Other ichthyologists at the FCSC did not fair as well as Jim (except Bill Smith-Vaniz, who published a book on Bermuda fishes, but that doesn't count because it covers marine species). Steve Walsh and I will try to complete the ms on patterns of imperilment in southern Appalachian fishes this year, and Howard Jelks and I have completed revision of a manuscript examining the effects of suspended sediment on the reproductive success of the Tricolor Shiner Cyprinella trichroistia. Steve Walsh is also one of the authors on the Warren et al. manuscript on the conservation status of southern fishes. Steve is the liaison between the FCSC and the Mobile River National Water Quality Assessment (NAWQA) study (Montgomery, AL office of USGS Water Resources Division). Leo Nico and Jeff Herod are working on several aspects of nonindigenous fish biology in South Florida (community interactions, age and growth, and dietary studies). The Asian swamp eel (Monopterus albus) has caught the public's attention, most recently by Life magazine. Howard Jelks and Frank Jordan (Loyola University, New Orleans) are in the sixth year of monitoring the endangered Okaloosa darter on Eglin Air Force Base, western Florida.

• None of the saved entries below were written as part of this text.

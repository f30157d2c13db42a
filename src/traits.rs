//! Core domain traits for the route ranker.
//!
//! These are intentionally minimal and domain-agnostic. Concrete apps should
//! implement them for their own data models.

use std::hash::Hash;

use serde::{Deserialize, Serialize};

use crate::geo::GeoPoint;

/// Unique identifier for ranker entities.
pub trait Id: Clone + Eq + Hash {}

impl<T> Id for T where T: Clone + Eq + Hash {}

/// Completion state of a field task.
#[derive(Debug, Clone, Copy, PartialEq, Eq, Serialize, Deserialize)]
#[serde(rename_all = "SCREAMING_SNAKE_CASE")]
pub enum TaskStatus {
    Assigned,
    InProgress,
    Completed,
}

/// A task is a single field assignment a worker may visit.
pub trait Task {
    type Id: Id;

    fn id(&self) -> &Self::Id;

    /// Coordinates of the task site. A task without coordinates cannot be
    /// distance-ranked and is skipped entirely.
    fn location(&self) -> Option<GeoPoint>;

    /// Current completion state. Completed tasks do not route.
    fn status(&self) -> TaskStatus;
}

/// Point-to-point distance in kilometers.
pub trait DistanceProvider {
    fn distance_km(&self, from: GeoPoint, to: GeoPoint) -> f64;
}

/// Supplies the device position used as a route origin.
///
/// Implementations may read GPS hardware, call a geolocation service, or
/// return a cached fix. `None` means the position is unavailable or
/// permission was denied; ranking degrades to input order in that case.
pub trait PositionProvider {
    fn current_position(&self) -> Option<GeoPoint>;
}
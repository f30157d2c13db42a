//! Haversine distance provider.
//!
//! Great-circle distance over a spherical Earth. Ignores roads, which is
//! acceptable at the city scale this ranker operates on.

use crate::geo::GeoPoint;
use crate::traits::DistanceProvider;

/// Mean Earth radius in kilometers.
const EARTH_RADIUS_KM: f64 = 6371.0;

/// Haversine-based distance provider.
#[derive(Debug, Clone, Copy, Default)]
pub struct Haversine;

impl Haversine {
    /// Great-circle distance between two points in kilometers.
    pub fn distance_km(from: GeoPoint, to: GeoPoint) -> f64 {
        let delta_lat = (to.lat - from.lat).to_radians();
        let delta_lng = (to.lng - from.lng).to_radians();

        let a = (delta_lat / 2.0).sin().powi(2)
            + from.lat.to_radians().cos() * to.lat.to_radians().cos() * (delta_lng / 2.0).sin().powi(2);
        let c = 2.0 * a.sqrt().atan2((1.0 - a).sqrt());

        EARTH_RADIUS_KM * c
    }

    /// Total length of a path in kilometers, summing consecutive legs.
    ///
    /// Zero for paths of fewer than two points.
    pub fn path_km(points: &[GeoPoint]) -> f64 {
        points
            .windows(2)
            .map(|leg| Self::distance_km(leg[0], leg[1]))
            .sum()
    }
}

impl DistanceProvider for Haversine {
    fn distance_km(&self, from: GeoPoint, to: GeoPoint) -> f64 {
        Haversine::distance_km(from, to)
    }
}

Howard and Frank are reviewing the first five years of data to determine if any changes are needed in the protocol. Howard and I are also working on a handbook of the fishes of Eglin Air Force Base. Each of the 63 species found on the base will have a species account with a color picture, a dot distribution map, and biological information. Howard, Steve Walsh, and myself are funded to examine the spread of the introduced red shiner (Cyprinella lutrensis) in the upper Coosa River system, Georgia. If the red shiner is spreading, we plan to conduct experiments examining the reproductive interactions between the threatened blues shiner (C. caerulea) and the red shiner. Pam Fuller indicated that the Nonindigenous Database for fishes now has 17,000+ records. Please contact Pam (352.378.8181, ex312; pam_fuller@usgs.gov) if you have any records of nonindigenous fishes from your areas of study. The database is at the center's website: http://nas.er.usgs.gov/fishes/fishes.htm.

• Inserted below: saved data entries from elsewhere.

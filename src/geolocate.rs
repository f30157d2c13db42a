//! HTTP geolocation adapter for resolving the device position.

use serde::Deserialize;
use tracing::warn;

use crate::geo::GeoPoint;
use crate::traits::PositionProvider;

#[derive(Debug, Clone)]
pub struct GeolocateConfig {
    pub base_url: String,
    pub timeout_secs: u64,
}

impl Default for GeolocateConfig {
    fn default() -> Self {
        Self {
            base_url: "http://ip-api.com".to_string(),
            timeout_secs: 10,
        }
    }
}

#[derive(Debug, Clone)]
pub struct GeolocateClient {
    config: GeolocateConfig,
    client: reqwest::blocking::Client,
}

impl GeolocateClient {
    pub fn new(config: GeolocateConfig) -> Result<Self, reqwest::Error> {
        let client = reqwest::blocking::Client::builder()
            .timeout(std::time::Duration::from_secs(config.timeout_secs))
            .build()?;

        Ok(Self { config, client })
    }
}

impl PositionProvider for GeolocateClient {
    /// Resolve the device position, or `None` when the lookup fails.
    ///
    /// Any transport or decode failure degrades to `None`; callers rank
    /// in input order in that case.
    fn current_position(&self) -> Option<GeoPoint> {
        let url = format!("{}/json", self.config.base_url);

        let response = self
            .client
            .get(url)
            .send()
            .and_then(|resp| resp.error_for_status())
            .and_then(|resp| resp.json::<GeolocateResponse>());

        match response {
            Ok(body) => Some(GeoPoint::new(body.lat, body.lon)),
            Err(err) => {
                warn!("geolocation lookup failed: {err}");
                None
            }
        }
    }
}

#[derive(Debug, Deserialize)]
struct GeolocateResponse {
    lat: f64,
    lon: f64,
}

Carter Gilbert, University of Florida (ret.) emeritus professor, who shies away from me for some reason, admitted he was only retired in stature, not in activity. Work on the Macrhybopsis aestivalis complex continues as is the gestating Florida fishes book. Indeed, I've observed Carter at our lab visiting Jim Williams more times this year than all previous years of my tenure. Perhaps he is learning clams or is subconsciously drawn by some sort of glabrous cephalic synapamorphy. Gray Bass, Florida Department of Conservation, is nearing completion of a fishes of Florida book that will be oriented towards anglers and amateur naturalists. Steve Bortone, now at Florida Center for Environmental Studies, Ft. Myers, is working on the life history of Pteronotropis signipinnis and P. welaka. Steve received funding from the nongame program of the Florida Department of Conservation to conduct this work.